Maggie Buchanan writes that Utah’s new law may be the first time a state renders a doctor’s advice moot while also forcing a woman to pay significantly for something that increases risks to her health.

In the more than four decades since the U.S. Supreme Court recognized a woman’s constitutional right to end a pregnancy, states have enacted well over 1,000 abortion restrictions. Anti-choice forces are gaining ground: More than one-fourth of those restrictions were passed in the last five years. Last year alone, 17 states enacted 57 new laws limiting reproductive choice.

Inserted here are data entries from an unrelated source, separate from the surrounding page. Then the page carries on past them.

use std::future::Future;
use std::time::Duration;
use tracing::{debug, warn};

/// Backoff policy for establishing database connections at startup.
///
/// Only connection setup is retried; request-path operations surface their
/// errors to the caller immediately.
#[derive(Debug, Clone)]
pub struct RetryConfig {
    /// Attempts after the first one
    pub max_retries: u32,
    /// Delay before the first retry, in milliseconds
    pub initial_delay_ms: u64,
    /// Upper bound for any single delay, in milliseconds
    pub max_delay_ms: u64,
    /// Growth factor applied after every failed attempt
    pub backoff_multiplier: f64,
    /// Randomize each delay to between 50% and 100% of its nominal value
    pub use_jitter: bool,
}

impl RetryConfig {
    /// Defaults: 5 retries, 200ms initial delay, 10s cap, doubling, jitter on.
    pub fn new() -> Self {
        Self::default()
    }

    pub fn with_max_retries(mut self, max_retries: u32) -> Self {
        self.max_retries = max_retries;
        self
    }

    pub fn with_initial_delay(mut self, delay_ms: u64) -> Self {
        self.initial_delay_ms = delay_ms;
        self
    }

    pub fn with_max_delay(mut self, delay_ms: u64) -> Self {
        self.max_delay_ms = delay_ms;
        self
    }

    pub fn without_jitter(mut self) -> Self {
        self.use_jitter = false;
        self
    }

    /// Nominal delay before retry number `attempt` (1-based), without jitter
    fn delay_for(&self, attempt: u32) -> u64 {
        let factor = self.backoff_multiplier.powi(attempt.saturating_sub(1) as i32);
        ((self.initial_delay_ms as f64 * factor) as u64).min(self.max_delay_ms)
    }
}

impl Default for RetryConfig {
    fn default() -> Self {
        Self {
            max_retries: 5,
            initial_delay_ms: 200,
            max_delay_ms: 10_000,
            backoff_multiplier: 2.0,
            use_jitter: true,
        }
    }
}

/// Run `operation` until it succeeds or the retry budget is spent.
///
/// The last error is returned unchanged once `max_retries` is exhausted.
pub async fn retry_with_backoff<F, Fut, T, E>(mut operation: F, config: RetryConfig) -> Result<T, E>
where
    F: FnMut() -> Fut,
    Fut: Future<Output = Result<T, E>>,
    E: std::fmt::Display,
{
    let mut attempt = 0;

    loop {
        match operation().await {
            Ok(value) => {
                if attempt > 0 {
                    debug!(retries = attempt, "Operation succeeded after retrying");
                }
                return Ok(value);
            }
            Err(e) if attempt >= config.max_retries => {
                warn!(attempts = attempt + 1, error = %e, "Giving up after retries");
                return Err(e);
            }
            Err(e) => {
                attempt += 1;
                let nominal = config.delay_for(attempt);
                let delay = if config.use_jitter {
                    apply_jitter(nominal)
                } else {
                    nominal
                };

                debug!(
                    attempt,
                    max_retries = config.max_retries,
                    delay_ms = delay,
                    error = %e,
                    "Operation failed, retrying"
                );

                tokio::time::sleep(Duration::from_millis(delay)).await;
            }
        }
    }
}

/// Scale `delay` by a pseudo-random factor in [0.5, 1.0)
fn apply_jitter(delay: u64) -> u64 {
    use std::collections::hash_map::RandomState;
    use std::hash::BuildHasher;

    let random_factor =
        (RandomState::new().hash_one(std::time::SystemTime::now()) % 50) as f64 / 100.0 + 0.5;

    (delay as f64 * random_factor) as u64
}

/// [`retry_with_backoff`] with [`RetryConfig::default`]
pub async fn retry<F, Fut, T, E>(operation: F) -> Result<T, E>
where
    F: FnMut() -> Fut,
    Fut: Future<Output = Result<T, E>>,
    E: std::fmt::Display,
{
    retry_with_backoff(operation, RetryConfig::default()).await
}

#[cfg(test)]
mod tests {
    use super::*;
    use std::sync::Arc;
    use std::sync::atomic::{AtomicU32, Ordering};

    #[tokio::test]
    async fn test_retry_success_first_attempt() {
        let counter = Arc::new(AtomicU32::new(0));
        let calls = counter.clone();

        let result = retry(|| {
            let calls = calls.clone();
            async move {
                calls.fetch_add(1, Ordering::SeqCst);
                Ok::<_, String>("connected")
            }
        })
        .await;

        assert_eq!(result.unwrap(), "connected");
        assert_eq!(counter.load(Ordering::SeqCst), 1);
    }

    #[tokio::test]
    async fn test_retry_success_after_failures() {
        let counter = Arc::new(AtomicU32::new(0));
        let calls = counter.clone();
        let config = RetryConfig::new().with_initial_delay(5).without_jitter();

        let result = retry_with_backoff(
            || {
                let calls = calls.clone();
                async move {
                    let n = calls.fetch_add(1, Ordering::SeqCst);
                    if n < 2 {
                        Err(format!("server selection timeout #{}", n + 1))
                    } else {
                        Ok("connected")
                    }
                }
            },
            config,
        )
        .await;

        assert_eq!(result.unwrap(), "connected");
        assert_eq!(counter.load(Ordering::SeqCst), 3);
    }

    #[tokio::test]
    async fn test_retry_returns_last_error_when_exhausted() {
        let counter = Arc::new(AtomicU32::new(0));
        let calls = counter.clone();
        let config = RetryConfig::new()
            .with_max_retries(2)
            .with_initial_delay(5)
            .without_jitter();

        let result = retry_with_backoff(
            || {
                let calls = calls.clone();
                async move {
                    calls.fetch_add(1, Ordering::SeqCst);
                    Err::<(), _>("connection refused")
                }
            },
            config,
        )
        .await;

        assert_eq!(result.unwrap_err(), "connection refused");
        // 1 initial + 2 retries
        assert_eq!(counter.load(Ordering::SeqCst), 3);
    }

    #[test]
    fn test_delay_grows_and_caps() {
        let config = RetryConfig::new()
            .with_initial_delay(100)
            .with_max_delay(350)
            .without_jitter();

        assert_eq!(config.delay_for(1), 100);
        assert_eq!(config.delay_for(2), 200);
        assert_eq!(config.delay_for(3), 350);
        assert_eq!(config.delay_for(10), 350);
    }

    #[test]
    fn test_apply_jitter_bounds() {
        for _ in 0..10 {
            let jittered = apply_jitter(1000);
            assert!((500..=1000).contains(&jittered));
        }
    }
}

Many of these policies flout established medical standards, disrupt a woman’s ability to seek and act on counsel from her trusted health-care provider, and make accessing abortion care more expensive. But one bill recently signed into law in Utah, SB 234, managed to encapsulate a number of troubling harms. SB 234 requires women, with only very narrow exceptions, to undergo anesthesia if they choose abortion care after the approximate midway point of pregnancy. While only a small number of patients seek such care, at least one physician has noted that the law could also apply to women seeking to induce labor—an undoubtedly unintended consequence. And the women themselves may have to pay out-of-pocket for the anesthesia, which could cost them thousands of dollars.

The above excerpt was originally published in Rewire. Click here to view the full article.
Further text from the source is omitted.